Learning biologically relevant features in a pathology foundation model using sparse autoencoders
Nhat Minh Le, Ciyue Shen, Neel Patel, Chintan Shah, Darpan Sanghavi, Blake Martin, Alfred Eng, Daniel Shenker, Harshith Padigela, Raymond Biju, Syed Ashar Javed, Jennifer Hipp, John Abel, Harsha Pokkalla, Sean Grullon, Dinkar Juyal
TL;DR
We address interpretability of pathology foundation-model embeddings by applying sparse autoencoders to 384‑dim CLS embeddings from PLUTO, training across layers 1–12 with the loss $L = \frac{1}{k} \sum_{i=1}^{k} \|x_i - \hat{x}_i\|_2^2 + \lambda \sum_{i=1}^{k} \|f_i\|_1$ to obtain monosemantic feature dimensions.

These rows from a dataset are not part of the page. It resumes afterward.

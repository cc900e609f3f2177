//! Posie & Pin Core - Shared types library.
//!
//! This crate provides common types used by the Posie & Pin storefront.
//!
//! # Architecture
//!
//! The core crate contains only types - no I/O, no database access,
//! no HTTP clients. This keeps it lightweight and allows it to be used anywhere.
//!
//! # Modules
//!
//! - [`types`] - Newtype wrappers for type-safe IDs, prices, contact details, and statuses

#![cfg_attr(not(test), forbid(unsafe_code))]

pub mod types;

pub use types::*;
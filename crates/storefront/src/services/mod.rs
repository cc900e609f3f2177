//! Business services for the storefront.

pub mod checkout;
pub mod payment;

pub use checkout::{CheckoutError, CheckoutForm, CheckoutService, FieldErrors, OrderDraft};
pub use payment::{OrderStore, PaymentError, PaymentProvider, PaymentService, SimulatedUpiProvider};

SAE dimensions correlate with counts of key cell types (plasma cells, lymphocytes, cancer cells, fibroblasts, macrophages), and monosemanticity improves in deeper layers, with representations robust to scanner and stain variation and generalizable to CPTAC (out-of-domain) data. Cross-model universality is demonstrated by high cross-model correlations (e.g., plasma-cell concepts ρ≈0.96; anthracotic macrophages ρ≈0.91) between independently trained SAEs, and clustering reveals interpretable feature dictionaries tied to histological concepts. Overall, the work shows that pathology foundation-model embeddings can yield biologically grounded, generalizable, and interpretable representations that can support downstream clinical tasks and mechanistic investigations in pathology.
Abstract
Pathology plays an important role in disease diagnosis, treatment decision-making and drug development. Previous works on interpretability for machine learning models on pathology images have revolved around methods such as attention value visualization and deriving human-interpretable features from model heatmaps. Mechanistic interpretability is an emerging area of model interpretability that focuses on reverse-engineering neural networks. Sparse Autoencoders (SAEs) have emerged as a promising direction in terms of extracting monosemantic features from polysemantic model activations. In this work, we trained a Sparse Autoencoder on the embeddings of a pathology pretrained foundation model. We found that Sparse Autoencoder features represent interpretable and monosemantic biological concepts. In particular, individual SAE dimensions showed strong correlations with cell type counts such as plasma cells and lymphocytes. These biological representations were unique to the pathology pretrained model and were not found in a self-supervised model pretrained on natural images. We demonstrated that such biologically-grounded monosemantic representations evolved across the model's depth, and the pathology foundation model eventually gained robustness to non-biological factors such as scanner type. The emergence of biologically relevant SAE features was generalizable to an out-of-domain dataset. Our work paves the way for further exploration around interpretable feature dimensions and their utility for medical and clinical applications.